The Navy remains woefully short of the statutory requirement of 355 ships – the statutory requirement. Just about every major shipbuilding program is behind schedule, over budget, or irreparably off track. For years, we've seen significant delays. The failures are everywhere. Ford-class carriers, Virginia-class submarines, Constellation-class frigates all are behind schedule. Every year, the Navy shipbuilding plan promises future growth. In reality, we've only watched as the fleet diminished.

In December 2020, the shipbuilding plan said the Navy would grow to 315 ships by 2025. Here we are in 2025, and we have only 287 ships. It's clear that we have not gotten the job done. We have not gotten the job done. Together, we can work to fix that.
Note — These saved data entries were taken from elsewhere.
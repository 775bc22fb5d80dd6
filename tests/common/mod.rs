//! Shared integration-test helpers for running the `crispr-lab` binary.

#![allow(dead_code)]

use std::path::PathBuf;
use std::process::{Command, Output};

/// Runs the binary to completion with `args` and returns its output.
///
/// Environment overrides that would change command behavior are cleared.
pub fn spawn_command(args: &[&str]) -> Output {
    Command::new(env!("CARGO_BIN_EXE_crispr-lab"))
        .args(args)
        .env_remove("CRISPR_LAB_CONFIG")
        .env_remove("CRISPR_LAB_SEED")
        .env_remove("CRISPR_LAB_LOG_LEVEL")
        .env_remove("CRISPR_LAB_METRICS_PORT")
        .env("NO_COLOR", "1")
        .output()
        .expect("failed to run crispr-lab")
}

/// Path to a file under `tests/fixtures`.
pub fn fixture(name: &str) -> PathBuf {
    PathBuf::from(env!("CARGO_MANIFEST_DIR"))
        .join("tests")
        .join("fixtures")
        .join(name)
}

/// Parses stdout as a single JSON document.
pub fn stdout_json(output: &Output) -> serde_json::Value {
    let stdout = String::from_utf8_lossy(&output.stdout);
    serde_json::from_str(&stdout)
        .unwrap_or_else(|e| panic!("stdout is not JSON ({e}): {stdout}"))
}

/// Stderr as a string, for assertion messages.
pub fn stderr(output: &Output) -> String {
    String::from_utf8_lossy(&output.stderr).into_owned()
}
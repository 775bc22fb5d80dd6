//! Configuration loader
//!
//! Loading runs in fixed stages:
//! 1. size check against [`ConfigLimits`]
//! 2. environment variable expansion on the raw text
//! 3. YAML parsing into [`LabConfig`]
//! 4. validation, collecting every issue
//! 5. freeze behind an `Arc`

use std::path::{Path, PathBuf};
use std::sync::Arc;

use tracing::debug;

use crate::config::schema::LabConfig;
use crate::config::validation::Validator;
use crate::error::ConfigError;

// ============================================================================
// Public API
// ============================================================================

/// Options for the configuration loader.
#[derive(Debug, Clone, Default)]
pub struct LoaderOptions {
    /// Size and count limits.
    pub config_limits: ConfigLimits,
}

/// Limits that keep a configuration file within sane bounds.
#[derive(Debug, Clone)]
pub struct ConfigLimits {
    /// Maximum file size in bytes.
    pub max_config_size: u64,
    /// Maximum number of traits.
    pub max_traits: usize,
    /// Maximum number of quiz questions.
    pub max_questions: usize,
}

impl Default for ConfigLimits {
    fn default() -> Self {
        Self {
            max_config_size: env_or("CRISPR_LAB_MAX_CONFIG_SIZE", 1024 * 1024),
            max_traits: env_or("CRISPR_LAB_MAX_TRAITS", 256),
            max_questions: env_or("CRISPR_LAB_MAX_QUESTIONS", 256),
        }
    }
}

/// A loaded, validated configuration.
#[derive(Debug)]
pub struct LoadResult {
    /// The frozen configuration.
    pub config: Arc<LabConfig>,
    /// Non-fatal issues found while loading.
    pub warnings: Vec<LoadWarning>,
}

/// Non-fatal issue found while loading.
#[derive(Debug, Clone)]
pub struct LoadWarning {
    /// What is wrong.
    pub message: String,
    /// Where, if known.
    pub location: Option<String>,
}

/// Loads lab configuration files.
#[derive(Debug, Default)]
pub struct ConfigLoader {
    options: LoaderOptions,
}

impl ConfigLoader {
    /// Creates a loader with the given options.
    #[must_use]
    pub const fn new(options: LoaderOptions) -> Self {
        Self { options }
    }

    /// Creates a loader with default options.
    #[must_use]
    pub fn with_defaults() -> Self {
        Self::default()
    }

    /// Loads and validates the configuration at `path`.
    ///
    /// # Errors
    ///
    /// - [`ConfigError::MissingFile`] if the file does not exist
    /// - [`ConfigError::TooLarge`] if it exceeds the size limit
    /// - [`ConfigError::Io`] if it cannot be read
    /// - anything [`ConfigLoader::load_str`] returns
    pub fn load(&self, path: &Path) -> Result<LoadResult, ConfigError> {
        let metadata = std::fs::metadata(path).map_err(|_| ConfigError::MissingFile {
            path: path.to_path_buf(),
        })?;

        let limit = self.options.config_limits.max_config_size;
        if metadata.len() > limit {
            return Err(ConfigError::TooLarge {
                path: path.to_path_buf(),
                size: metadata.len(),
                limit,
            });
        }

        let raw = std::fs::read_to_string(path).map_err(|source| ConfigError::Io {
            path: path.to_path_buf(),
            source,
        })?;
        debug!(path = %path.display(), bytes = raw.len(), "loading lab configuration");
        self.load_str(&raw, path)
    }

    /// Parses and validates configuration text. `path` is only used in
    /// error messages.
    ///
    /// # Errors
    ///
    /// - [`ConfigError::EnvVarNotSet`] for an unset `${VAR:?message}`
    /// - [`ConfigError::ParseError`] for empty or malformed YAML
    /// - [`ConfigError::ValidationError`] if validation finds errors
    pub fn load_str(&self, raw: &str, path: &Path) -> Result<LoadResult, ConfigError> {
        let raw = raw.strip_prefix('\u{feff}').unwrap_or(raw);

        let mut env_sub = EnvSubstitution::new(path);
        let substituted = env_sub.substitute(raw)?;
        let mut warnings = env_sub.warnings;

        if substituted.trim().is_empty() {
            return Err(ConfigError::ParseError {
                path: path.to_path_buf(),
                line: None,
                message: "configuration file is empty".to_string(),
            });
        }

        let config: LabConfig =
            serde_yaml::from_str(&substituted).map_err(|e| ConfigError::ParseError {
                path: path.to_path_buf(),
                line: e.location().map(|l| l.line()),
                message: e.to_string(),
            })?;

        let result = Validator::new().validate(&config, &self.options.config_limits);
        if result.has_errors() {
            return Err(ConfigError::ValidationError {
                path: path.display().to_string(),
                errors: result.errors,
            });
        }

        warnings.extend(result.warnings.into_iter().map(|issue| LoadWarning {
            message: issue.message,
            location: Some(issue.path),
        }));

        Ok(LoadResult {
            config: Arc::new(config),
            warnings,
        })
    }
}

// ============================================================================
// Environment Variable Substitution
// ============================================================================

/// Expands `${VAR}`, `${VAR:-default}` and `${VAR:?message}` in raw text.
/// `$$` is a literal `$`.
struct EnvSubstitution {
    source: PathBuf,
    warnings: Vec<LoadWarning>,
}

impl EnvSubstitution {
    fn new(source: &Path) -> Self {
        Self {
            source: source.to_path_buf(),
            warnings: Vec::new(),
        }
    }

    fn substitute(&mut self, raw: &str) -> Result<String, ConfigError> {
        let mut out = String::with_capacity(raw.len());
        let mut chars = raw.chars().peekable();

        while let Some(c) = chars.next() {
            if c != '$' {
                out.push(c);
                continue;
            }
            match chars.peek() {
                Some('$') => {
                    chars.next();
                    out.push('$');
                }
                Some('{') => {
                    chars.next();
                    let reference = self.read_reference(&mut chars)?;
                    out.push_str(&self.expand(&reference)?);
                }
                _ => out.push('$'),
            }
        }

        Ok(out)
    }

    fn read_reference(
        &self,
        chars: &mut std::iter::Peekable<std::str::Chars<'_>>,
    ) -> Result<String, ConfigError> {
        let mut reference = String::new();
        let mut depth = 1;
        for c in chars.by_ref() {
            match c {
                '{' => depth += 1,
                '}' => {
                    depth -= 1;
                    if depth == 0 {
                        return Ok(reference);
                    }
                }
                _ => {}
            }
            reference.push(c);
        }
        Err(ConfigError::ParseError {
            path: self.source.clone(),
            line: None,
            message: format!("unclosed environment variable reference: ${{{reference}"),
        })
    }

    fn expand(&mut self, reference: &str) -> Result<String, ConfigError> {
        let (name, fallback) = match reference.split_once(":-") {
            Some((name, default)) => (name, Fallback::Default(default)),
            None => match reference.split_once(":?") {
                Some((name, message)) => (name, Fallback::Required(message)),
                None => (reference, Fallback::Empty),
            },
        };

        if let Ok(value) = std::env::var(name) {
            return Ok(value);
        }
        match fallback {
            Fallback::Default(default) => Ok(default.to_string()),
            Fallback::Required(message) => Err(ConfigError::EnvVarNotSet {
                var: name.to_string(),
                message: message.to_string(),
            }),
            Fallback::Empty => {
                self.warnings.push(LoadWarning {
                    message: format!("environment variable '{name}' is not set, using empty string"),
                    location: Some(self.source.display().to_string()),
                });
                Ok(String::new())
            }
        }
    }
}

enum Fallback<'a> {
    Default(&'a str),
    Required(&'a str),
    Empty,
}

fn env_or<T: std::str::FromStr>(name: &str, default: T) -> T {
    std::env::var(name)
        .ok()
        .and_then(|v| v.parse().ok())
        .unwrap_or(default)
}

// ============================================================================
// Tests
// ============================================================================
We must stabilize shipbuilding programs, adopt commercial best practices, and incentivize the shipyards to address workforce and productivity issues in a collaborative, rather than combative manner. And we can quickly inject innovation into naval procurement, particularly on unmanned ships.

The story of naval maintenance is no better than the story of shipbuilding. Our maintenance performance is unimpressive across ship classes. For just one example, last year, multiple amphibious ships were unable to deploy on time. Instead, they sat in the yards waiting for repairs. Sailors have been trained on fewer than half the required maintenance tasks and only have enough time to accomplish 40% of required maintenance. The reduced quality of recruits exacerbates the situation.

This chain of events raises cost and creates schedule challenges for ship repair yards down the line. Deployments increase and the number of older ships decreases, sending the Navy into a death spiral.

 

I'm painting a dismal picture, but an accurate picture.

The Navy struggles to man the fleet. The previous administration paid too much attention to demographic traits, which contributed to the Navy's failure to meet its recruiting goals. The Navy did eventually meet last year's recruiting targets, but only by lowering standards. Last year, nearly 20% of Navy recruits were considered category IV – they tested below the 30th percentile on the military aptitude test – below the 30th percentile.

Recruiting has improved significantly over the last few months, but the Navy must keep up this recruiting pace for the next three years to fill the estimated 20,000 vacancies on our ships today. Consistently deploying undermanned ships exhausts sailors and creates real operational risks, as the Navy knows all too well from its own accident investigations.

The stakes are high. We face a threat environment more complex than any since World War II. Our Naval forces must be ready to operate in highly contested environments from the Western Pacific to the Atlantic, and from the North Sea to the Red Sea and beyond.

The Navy's role in our national security is more important than any moment since World War II at exactly the worst time the service has been beset with poor management and a lack of vision.

I'm pleased with the nominee's track record. He has rescued companies in distress. Our Navy is certainly in distress and needs that same kind of leadership.

So, I look forward to hearing Mr. Phelan’s views about how to fix shipbuilding, maintenance, and recruitment in the Navy, and I now recognize ranking member Reed for his opening remarks.